Ten Hag and Pochettino have come a long way down since the semi of 2019

Ten Hag and Pochettino have come a long way down since the semi of 2019

Four years on from their last clash and arguably both their peaks as managers, Erik ten Hag and Mauricio Pochettino meet again at Old Trafford at different clubs and under very different circumstances.

They were tipped to be the next big things in European football but neither has come close to a Champions League semi-final since that famous May night in 2019.

Few, if any, would have believed the beloved Spurs manager would find himself at Chelsea four summers later looking to prove himself again in England while Erik ten Hag would not have envisaged himself banning journalists from press conferences at the ‘super club’ he was bound for after a stellar stint at Ajax.

It might have been all so different. Pochettino was long tipped for the United job from the moment Sir Alex Ferguson retired, a man whom the Argentinian greatly admired and recently used for all three of his answers when he was asked which Premier League managers he would have liked to have played for.

The feeling was more than reciprocated, with Fergie regularly speaking in glowing terms both publicly and privately while Pochettino managed at Southampton and then Spurs.
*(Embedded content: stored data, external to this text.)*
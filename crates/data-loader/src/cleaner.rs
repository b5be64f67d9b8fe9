//! Row cleaning: raw rows in, rating triples out.
//!
//! Cleaning is strictly row-local. A row is either turned into a
//! [`RatingTriple`], rejected for a tallied reason, or, when its shape is
//! wrong, reported as [`DataLoadError::MalformedRecord`]. Because no row looks
//! at any other, batches are cleaned in parallel with Rayon and reassembled
//! in input order.

use crate::error::{DataLoadError, Result};
use crate::types::{RatingTriple, RawRow, RowSchema};
use rayon::prelude::*;
use serde::{Deserialize, Serialize};

/// Why a well-shaped row produced no triple
#[derive(Debug, Clone, Copy, PartialEq, Eq, Hash, Serialize, Deserialize)]
pub enum RejectReason {
    MissingUser,
    MissingItem,
    MissingRating,
    InvalidRating,
}

/// Result of cleaning one well-shaped row
#[derive(Debug, Clone, PartialEq)]
pub enum CleanOutcome {
    Accepted(RatingTriple),
    Rejected(RejectReason),
}

/// What a batch does when it meets a malformed row
#[derive(Debug, Clone, Copy, PartialEq, Eq, Default, Serialize, Deserialize)]
#[serde(rename_all = "snake_case")]
pub enum MalformedPolicy {
    /// Abort the batch with the first malformed row's error
    #[default]
    Fail,
    /// Skip the row and count it
    Skip,
}

/// Per-reason counts of rows that did not become triples
#[derive(Debug, Clone, Copy, Default, PartialEq, Eq, Serialize, Deserialize)]
pub struct RejectionTally {
    pub missing_user: usize,
    pub missing_item: usize,
    pub missing_rating: usize,
    pub invalid_rating: usize,
    /// Rows skipped under [`MalformedPolicy::Skip`]
    pub malformed: usize,
}

impl RejectionTally {
    pub fn record(&mut self, reason: RejectReason) {
        match reason {
            RejectReason::MissingUser => self.missing_user += 1,
            RejectReason::MissingItem => self.missing_item += 1,
            RejectReason::MissingRating => self.missing_rating += 1,
            RejectReason::InvalidRating => self.invalid_rating += 1,
        }
    }

    pub fn total(&self) -> usize {
        self.missing_user
            + self.missing_item
            + self.missing_rating
            + self.invalid_rating
            + self.malformed
    }
}

/// Triples produced from a batch plus the rejection tally
#[derive(Debug, Clone, Default)]
pub struct CleanedBatch {
    pub triples: Vec<RatingTriple>,
    pub rejected: RejectionTally,
    /// Number of rows that went into the cleaner
    pub rows_seen: usize,
}

/// Turns raw rows into canonical rating triples.
#[derive(Debug, Clone, Copy, Default)]
pub struct RecordCleaner {
    schema: RowSchema,
    policy: MalformedPolicy,
}

impl RecordCleaner {
    pub fn new(schema: RowSchema, policy: MalformedPolicy) -> Self {
        Self { schema, policy }
    }

    pub fn schema(&self) -> RowSchema {
        self.schema
    }

    pub fn policy(&self) -> MalformedPolicy {
        self.policy
    }

    /// Clean a single row.
    ///
    /// Returns `Err` only when the row's width differs from the schema's.
    pub fn clean_row(&self, row: &RawRow) -> Result<CleanOutcome> {
        if row.fields.len() != self.schema.width() {
            return Err(DataLoadError::MalformedRecord {
                line: row.line,
                expected: self.schema.width(),
                found: row.fields.len(),
            });
        }

        let user = row.fields[self.schema.user()].trim();
        if user.is_empty() {
            return Ok(CleanOutcome::Rejected(RejectReason::MissingUser));
        }

        let item = row.fields[self.schema.item()].trim();
        if item.is_empty() {
            return Ok(CleanOutcome::Rejected(RejectReason::MissingItem));
        }

        let rating = match parse_rating(&row.fields[self.schema.rating()]) {
            Ok(value) => value,
            Err(reason) => return Ok(CleanOutcome::Rejected(reason)),
        };

        Ok(CleanOutcome::Accepted(RatingTriple::new(user, item, rating)))
    }

    /// Clean a whole batch, preserving the order of accepted rows.
    pub fn clean_all(&self, rows: &[RawRow]) -> Result<CleanedBatch> {
        let outcomes: Vec<Result<CleanOutcome>> =
            rows.par_iter().map(|row| self.clean_row(row)).collect();

        let mut batch = CleanedBatch {
            triples: Vec::with_capacity(rows.len()),
            rejected: RejectionTally::default(),
            rows_seen: rows.len(),
        };

        for outcome in outcomes {
            match outcome {
                Ok(CleanOutcome::Accepted(triple)) => batch.triples.push(triple),
                Ok(CleanOutcome::Rejected(reason)) => batch.rejected.record(reason),
                Err(err @ DataLoadError::MalformedRecord { .. }) => match self.policy {
                    MalformedPolicy::Fail => return Err(err),
                    MalformedPolicy::Skip => {
                        tracing::warn!("Skipping row: {}", err);
                        batch.rejected.malformed += 1;
                    }
                },
                Err(err) => return Err(err),
            }
        }

        tracing::info!(
            "Cleaned {} rows: {} accepted, {} rejected",
            batch.rows_seen,
            batch.triples.len(),
            batch.rejected.total()
        );
        Ok(batch)
    }
}

/// Coerce a rating field into a finite number
fn parse_rating(raw: &str) -> std::result::Result<f32, RejectReason> {
    let trimmed = raw.trim();
    if trimmed.is_empty() {
        return Err(RejectReason::MissingRating);
    }
    match trimmed.parse::<f32>() {
        Ok(value) if value.is_finite() => Ok(value),
        _ => Err(RejectReason::InvalidRating),
    }
}

#[cfg(test)]
mod tests {
    use super::*;

    fn cleaner() -> RecordCleaner {
        RecordCleaner::new(RowSchema::positional(), MalformedPolicy::Fail)
    }

    #[test]
    fn test_accepts_and_trims() {
        let row = RawRow::from_strs(2, &["  276725 ", "034545104X\t", " 0 "]);
        let outcome = cleaner().clean_row(&row).unwrap();
        assert_eq!(
            outcome,
            CleanOutcome::Accepted(RatingTriple::new("276725", "034545104X", 0.0))
        );
    }

    #[test]
    fn test_identifiers_are_not_numeric() {
        let row = RawRow::from_strs(2, &["007", "0001", "5"]);
        match cleaner().clean_row(&row).unwrap() {
            CleanOutcome::Accepted(t) => {
                assert_eq!(t.user_id, "007");
                assert_eq!(t.item_id, "0001");
            }
            other => panic!("unexpected outcome {:?}", other),
        }
    }

    #[test]
    fn test_rejects_blank_identifiers() {
        let c = cleaner();
        assert_eq!(
            c.clean_row(&RawRow::from_strs(1, &["   ", "i1", "4"])).unwrap(),
            CleanOutcome::Rejected(RejectReason::MissingUser)
        );
        assert_eq!(
            c.clean_row(&RawRow::from_strs(1, &["u1", "", "4"])).unwrap(),
            CleanOutcome::Rejected(RejectReason::MissingItem)
        );
    }

    #[test]
    fn test_rejects_bad_ratings() {
        let c = cleaner();
        assert_eq!(
            c.clean_row(&RawRow::from_strs(1, &["u1", "i1", " "])).unwrap(),
            CleanOutcome::Rejected(RejectReason::MissingRating)
        );
        for bad in ["five", "NaN", "inf", "4,5"] {
            assert_eq!(
                c.clean_row(&RawRow::from_strs(1, &["u1", "i1", bad])).unwrap(),
                CleanOutcome::Rejected(RejectReason::InvalidRating),
                "rating {:?} should be rejected",
                bad
            );
        }
    }

    #[test]
    fn test_wrong_width_is_malformed() {
        let err = cleaner()
            .clean_row(&RawRow::from_strs(7, &["u1", "i1"]))
            .unwrap_err();
        match err {
            DataLoadError::MalformedRecord { line, expected, found } => {
                assert_eq!(line, 7);
                assert_eq!(expected, 3);
                assert_eq!(found, 2);
            }
            other => panic!("unexpected error {:?}", other),
        }
    }

    #[test]
    fn test_schema_selects_columns() {
        let schema = RowSchema::new(2, 0, 3, 4).unwrap();
        let c = RecordCleaner::new(schema, MalformedPolicy::Fail);
        let row = RawRow::from_strs(1, &["book", "ignored", "reader", "8"]);
        assert_eq!(
            c.clean_row(&row).unwrap(),
            CleanOutcome::Accepted(RatingTriple::new("reader", "book", 8.0))
        );
    }

    #[test]
    fn test_deserialized_schema_cannot_reach_past_row() {
        // a schema pointing past its width is refused before it can index a row
        let schema =
            serde_json::from_str::<RowSchema>(r#"{"user": 5, "item": 1, "rating": 2, "width": 3}"#);
        assert!(schema.is_err());

        let schema: RowSchema =
            serde_json::from_str(r#"{"user": 2, "item": 1, "rating": 0, "width": 3}"#).unwrap();
        let c = RecordCleaner::new(schema, MalformedPolicy::Fail);
        assert_eq!(
            c.clean_row(&RawRow::from_strs(1, &["4", "i1", "u1"])).unwrap(),
            CleanOutcome::Accepted(RatingTriple::new("u1", "i1", 4.0))
        );
    }

    #[test]
    fn test_batch_tallies_and_keeps_order() {
        let rows = vec![
            RawRow::from_strs(2, &["u1", "i1", "5"]),
            RawRow::from_strs(3, &["", "i2", "3"]),
            RawRow::from_strs(4, &["u2", "i1", "x"]),
            RawRow::from_strs(5, &["u3", "i3", "1"]),
            RawRow::from_strs(6, &["u4", "", ""]),
        ];
        let batch = cleaner().clean_all(&rows).unwrap();

        assert_eq!(batch.rows_seen, 5);
        assert_eq!(
            batch.triples,
            vec![
                RatingTriple::new("u1", "i1", 5.0),
                RatingTriple::new("u3", "i3", 1.0),
            ]
        );
        assert_eq!(batch.rejected.missing_user, 1);
        assert_eq!(batch.rejected.invalid_rating, 1);
        assert_eq!(batch.rejected.missing_item, 1);
        assert_eq!(batch.rejected.total(), 3);
    }

    #[test]
    fn test_batch_fail_policy_stops_on_malformed() {
        let rows = vec![
            RawRow::from_strs(2, &["u1", "i1", "5"]),
            RawRow::from_strs(3, &["u1", "i1", "5", "extra"]),
        ];
        let err = cleaner().clean_all(&rows).unwrap_err();
        assert!(matches!(err, DataLoadError::MalformedRecord { line: 3, .. }));
    }

    #[test]
    fn test_batch_skip_policy_counts_malformed() {
        let rows = vec![
            RawRow::from_strs(2, &["u1", "i1", "5"]),
            RawRow::from_strs(3, &["u1"]),
            RawRow::from_strs(4, &["u2", "i2", "4"]),
        ];
        let c = RecordCleaner::new(RowSchema::positional(), MalformedPolicy::Skip);
        let batch = c.clean_all(&rows).unwrap();
        assert_eq!(batch.triples.len(), 2);
        assert_eq!(batch.rejected.malformed, 1);
        assert_eq!(batch.rejected.total(), 1);
    }
}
He was reportedly his pick for the job in 2016 but Jose Mourinho was chosen instead.

While the draw of nostalgia and whatever else saw Ole Gunnar Solskjaer appointed three years later, it did come while Pochettino was on the verge of leading Spurs to their first ever Champions League final, which served as the last hurrah before Daniel Levy’s tight pockets and a stale squad saw him depart just six months later.

A year later, he was touted as Solskjaer’s successor as the Norwegian regularly found himself in peril, but he just about survived before Pochettino went to a former club of his own, Paris Saint-Germain, for a rather joyless reunion.

It could have been Pochettino, and not Ten Hag, who then took the reins in 2022, and it almost certainly would have been had Spurs appointed the Dutchman a year before when he was interviewed for the role.

In a report that feels rather apt given the noise and leaks around United, it was said that Levy and co. felt the then-Ajax coach lacked the requisite charisma for the job and the challenges at the top of the Premier League.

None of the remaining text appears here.